What the task requires →
Transcribe the entries below exactly.

#### Source data

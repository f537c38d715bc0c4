//! In-memory storage implementation.
//!
//! A single `tokio` mutex guards all tables, so every operation (compound
//! ones included) runs in isolation from every other.

use std::collections::HashMap;

use async_trait::async_trait;
use rust_decimal::Decimal;
use tokio::sync::Mutex;

use loyalty_core::{round_points, Balance, Order, OrderStatus, User, UserId, Withdrawal};

use crate::error::{Result, StoreError};
use crate::{AccrualOutcome, Store};

#[derive(Debug, Default)]
struct Tables {
    users: HashMap<UserId, User>,
    logins: HashMap<String, UserId>,
    // Insertion order doubles as upload order.
    orders: Vec<Order>,
    order_index: HashMap<String, usize>,
    withdrawals: Vec<Withdrawal>,
}

impl Tables {
    fn user_mut(&mut self, user_id: &UserId) -> Result<&mut User> {
        self.users
            .get_mut(user_id)
            .ok_or_else(|| StoreError::NotFound {
                entity: "user",
                id: user_id.to_string(),
            })
    }

    fn push_order(&mut self, order: &Order) -> Result<()> {
        if self.order_index.contains_key(&order.number) {
            return Err(StoreError::OrderConflict {
                number: order.number.clone(),
            });
        }
        self.order_index
            .insert(order.number.clone(), self.orders.len());
        self.orders.push(order.clone());
        Ok(())
    }
}

/// Memory-backed storage implementation.
#[derive(Debug, Default)]
pub struct MemoryStore {
    tables: Mutex<Tables>,
}

impl MemoryStore {
    /// Create an empty store.
    #[must_use]
    pub fn new() -> Self {
        Self::default()
    }
}

#[async_trait]
impl Store for MemoryStore {
    fn backend(&self) -> &'static str {
        "memory"
    }

    async fn ping(&self) -> Result<()> {
        Ok(())
    }

    // =========================================================================
    // Users
    // =========================================================================

    async fn create_user(&self, user: &User) -> Result<()> {
        let mut tables = self.tables.lock().await;
        if tables.logins.contains_key(&user.login) {
            return Err(StoreError::DuplicateLogin {
                login: user.login.clone(),
            });
        }
        tables.logins.insert(user.login.clone(), user.id);
        tables.users.insert(user.id, user.clone());
        Ok(())
    }

    async fn get_user(&self, user_id: &UserId) -> Result<Option<User>> {
        Ok(self.tables.lock().await.users.get(user_id).cloned())
    }

    async fn get_user_by_login(&self, login: &str) -> Result<Option<User>> {
        let tables = self.tables.lock().await;
        Ok(tables
            .logins
            .get(login)
            .and_then(|id| tables.users.get(id))
            .cloned())
    }

    // =========================================================================
    // Orders
    // =========================================================================

    async fn get_order_by_number(&self, number: &str) -> Result<Option<Order>> {
        let tables = self.tables.lock().await;
        Ok(tables
            .order_index
            .get(number)
            .map(|&idx| tables.orders[idx].clone()))
    }

    async fn insert_order(&self, order: &Order) -> Result<()> {
        let mut tables = self.tables.lock().await;
        if !tables.users.contains_key(&order.user_id) {
            return Err(StoreError::NotFound {
                entity: "user",
                id: order.user_id.to_string(),
            });
        }
        tables.push_order(order)
    }

    async fn list_orders_by_user(&self, user_id: &UserId) -> Result<Vec<Order>> {
        let tables = self.tables.lock().await;
        Ok(tables
            .orders
            .iter()
            .filter(|o| &o.user_id == user_id)
            .cloned()
            .collect())
    }

    async fn list_waiting_orders(&self) -> Result<Vec<Order>> {
        let tables = self.tables.lock().await;
        Ok(tables
            .orders
            .iter()
            .filter(|o| o.is_waiting())
            .cloned()
            .collect())
    }

    // =========================================================================
    // Withdrawals
    // =========================================================================

    async fn list_withdrawals_by_user(&self, user_id: &UserId) -> Result<Vec<Withdrawal>> {
        let tables = self.tables.lock().await;
        Ok(tables
            .withdrawals
            .iter()
            .filter(|w| &w.user_id == user_id)
            .cloned()
            .collect())
    }

    async fn balance(&self, user_id: &UserId) -> Result<Balance> {
        let mut tables = self.tables.lock().await;
        let current = tables.user_mut(user_id)?.balance;
        let withdrawn = tables
            .withdrawals
            .iter()
            .filter(|w| &w.user_id == user_id)
            .map(|w| w.sum)
            .sum();
        Ok(Balance { current, withdrawn })
    }

    // =========================================================================
    // Compound Operations
    // =========================================================================

    async fn apply_accrual(
        &self,
        number: &str,
        status: OrderStatus,
        accrual: Decimal,
    ) -> Result<AccrualOutcome> {
        let accrual = round_points(accrual);
        let mut tables = self.tables.lock().await;

        let idx = *tables
            .order_index
            .get(number)
            .ok_or_else(|| StoreError::NotFound {
                entity: "order",
                id: number.to_string(),
            })?;

        let (user_id, previous) = {
            let order = &tables.orders[idx];
            if order.status.is_terminal() {
                return Ok(AccrualOutcome::AlreadyFinal {
                    status: order.status,
                });
            }
            (order.user_id, order.accrual)
        };

        let credited = (accrual - previous).max(Decimal::ZERO);

        // Resolve the owner before writing anything so a missing user leaves
        // the order untouched.
        let balance = if credited > Decimal::ZERO {
            let user = tables.user_mut(&user_id)?;
            user.balance += credited;
            Some(user.balance)
        } else {
            None
        };

        let order = &mut tables.orders[idx];
        order.status = status;
        order.accrual = accrual;

        Ok(AccrualOutcome::Applied { credited, balance })
    }

    async fn withdraw(&self, withdrawal: &Withdrawal) -> Result<Decimal> {
        let mut tables = self.tables.lock().await;

        let user = tables.user_mut(&withdrawal.user_id)?;
        if !user.can_withdraw(withdrawal.sum) {
            return Err(StoreError::InsufficientFunds {
                balance: user.balance,
                requested: withdrawal.sum,
            });
        }

        tables.push_order(&Order::settled(
            withdrawal.order.clone(),
            withdrawal.user_id,
        ))?;
        tables.withdrawals.push(withdrawal.clone());

        let user = tables.user_mut(&withdrawal.user_id)?;
        user.balance -= withdrawal.sum;
        Ok(user.balance)
    }

    async fn reset(&self) -> Result<()> {
        *self.tables.lock().await = Tables::default();
        Ok(())
    }
}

########

Solution to this problem →
repository f537c38d715bc0c4
//! In-memory storage implementation.
//!
//! A single `tokio` mutex guards all tables, so every operation (compound
//! ones included) runs in isolation from every other.

use std::collections::HashMap;

use async_trait::async_trait;
use rust_decimal::Decimal;
use tokio::sync::Mutex;

use loyalty_core::{round_points, Balance, Order, OrderStatus, User, UserId, Withdrawal};

use crate::error::{Result, StoreError};
use crate::{AccrualOutcome, Store};

#[derive(Debug, Default)]
struct Tables {
    users: HashMap<UserId, User>,
    logins: HashMap<String, UserId>,
    // Insertion order doubles as upload order.
    orders: Vec<Order>,
    order_index: HashMap<String, usize>,
    withdrawals: Vec<Withdrawal>,
}

impl Tables {
    fn user_mut(&mut self, user_id: &UserId) -> Result<&mut User> {
        self.users
            .get_mut(user_id)
            .ok_or_else(|| StoreError::NotFound {
                entity: "user",
                id: user_id.to_string(),
            })
    }

    fn push_order(&mut self, order: &Order) -> Result<()> {
        if self.order_index.contains_key(&order.number) {
            return Err(StoreError::OrderConflict {
                number: order.number.clone(),
            });
        }
        self.order_index
            .insert(order.number.clone(), self.orders.len());
        self.orders.push(order.clone());
        Ok(())
    }
}

/// Memory-backed storage implementation.
#[derive(Debug, Default)]
pub struct MemoryStore {
    tables: Mutex<Tables>,
}

impl MemoryStore {
    /// Create an empty store.
    #[must_use]
    pub fn new() -> Self {
        Self::default()
    }
}

#[async_trait]
impl Store for MemoryStore {
    fn backend(&self) -> &'static str {
        "memory"
    }

    async fn ping(&self) -> Result<()> {
        Ok(())
    }

    // =========================================================================
    // Users
    // =========================================================================

    async fn create_user(&self, user: &User) -> Result<()> {
        let mut tables = self.tables.lock().await;
        if tables.logins.contains_key(&user.login) {
            return Err(StoreError::DuplicateLogin {
                login: user.login.clone(),
            });
        }
        tables.logins.insert(user.login.clone(), user.id);
        tables.users.insert(user.id, user.clone());
        Ok(())
    }

    async fn get_user(&self, user_id: &UserId) -> Result<Option<User>> {
        Ok(self.tables.lock().await.users.get(user_id).cloned())
    }

    async fn get_user_by_login(&self, login: &str) -> Result<Option<User>> {
        let tables = self.tables.lock().await;
        Ok(tables
            .logins
            .get(login)
            .and_then(|id| tables.users.get(id))
            .cloned())
    }

    // =========================================================================
    // Orders
    // =========================================================================

    async fn get_order_by_number(&self, number: &str) -> Result<Option<Order>> {
        let tables = self.tables.lock().await;
        Ok(tables
            .order_index
            .get(number)
            .map(|&idx| tables.orders[idx].clone()))
    }

    async fn insert_order(&self, order: &Order) -> Result<()> {
        let mut tables = self.tables.lock().await;
        if !tables.users.contains_key(&order.user_id) {
            return Err(StoreError::NotFound {
                entity: "user",
                id: order.user_id.to_string(),
            });
        }
        tables.push_order(order)
    }

    async fn list_orders_by_user(&self, user_id: &UserId) -> Result<Vec<Order>> {
        let tables = self.tables.lock().await;
        Ok(tables
            .orders
            .iter()
            .filter(|o| &o.user_id == user_id)
            .cloned()
            .collect())
    }

    async fn list_waiting_orders(&self) -> Result<Vec<Order>> {
        let tables = self.tables.lock().await;
        Ok(tables
            .orders
            .iter()
            .filter(|o| o.is_waiting())
            .cloned()
            .collect())
    }

    // =========================================================================
    // Withdrawals
    // =========================================================================

    async fn list_withdrawals_by_user(&self, user_id: &UserId) -> Result<Vec<Withdrawal>> {
        let tables = self.tables.lock().await;
        Ok(tables
            .withdrawals
            .iter()
            .filter(|w| &w.user_id == user_id)
            .cloned()
            .collect())
    }

    async fn balance(&self, user_id: &UserId) -> Result<Balance> {
        let mut tables = self.tables.lock().await;
        let current = tables.user_mut(user_id)?.balance;
        let withdrawn = tables
            .withdrawals
            .iter()
            .filter(|w| &w.user_id == user_id)
            .map(|w| w.sum)
            .sum();
        Ok(Balance { current, withdrawn })
    }

    // =========================================================================
    // Compound Operations
    // =========================================================================

    async fn apply_accrual(
        &self,
        number: &str,
        status: OrderStatus,
        accrual: Decimal,
    ) -> Result<AccrualOutcome> {
        let accrual = round_points(accrual);
        let mut tables = self.tables.lock().await;

        let idx = *tables
            .order_index
            .get(number)
            .ok_or_else(|| StoreError::NotFound {
                entity: "order",
                id: number.to_string(),
            })?;

        let (user_id, previous) = {
            let order = &tables.orders[idx];
            if order.status.is_terminal() {
                return Ok(AccrualOutcome::AlreadyFinal {
                    status: order.status,
                });
            }
            (order.user_id, order.accrual)
        };

        let credited = (accrual - previous).max(Decimal::ZERO);

        // Resolve the owner before writing anything so a missing user leaves
        // the order untouched.
        let balance = if credited > Decimal::ZERO {
            let user = tables.user_mut(&user_id)?;
            user.balance += credited;
            Some(user.balance)
        } else {
            None
        };

        let order = &mut tables.orders[idx];
        order.status = status;
        order.accrual = accrual;

        Ok(AccrualOutcome::Applied { credited, balance })
    }

    async fn withdraw(&self, withdrawal: &Withdrawal) -> Result<Decimal> {
        let mut tables = self.tables.lock().await;

        let user = tables.user_mut(&withdrawal.user_id)?;
        if !user.can_withdraw(withdrawal.sum) {
            return Err(StoreError::InsufficientFunds {
                balance: user.balance,
                requested: withdrawal.sum,
            });
        }

        tables.push_order(&Order::settled(
            withdrawal.order.clone(),
            withdrawal.user_id,
        ))?;
        tables.withdrawals.push(withdrawal.clone());

        let user = tables.user_mut(&withdrawal.user_id)?;
        user.balance -= withdrawal.sum;
        Ok(user.balance)
    }

    async fn reset(&self) -> Result<()> {
        *self.tables.lock().await = Tables::default();
        Ok(())
    }
}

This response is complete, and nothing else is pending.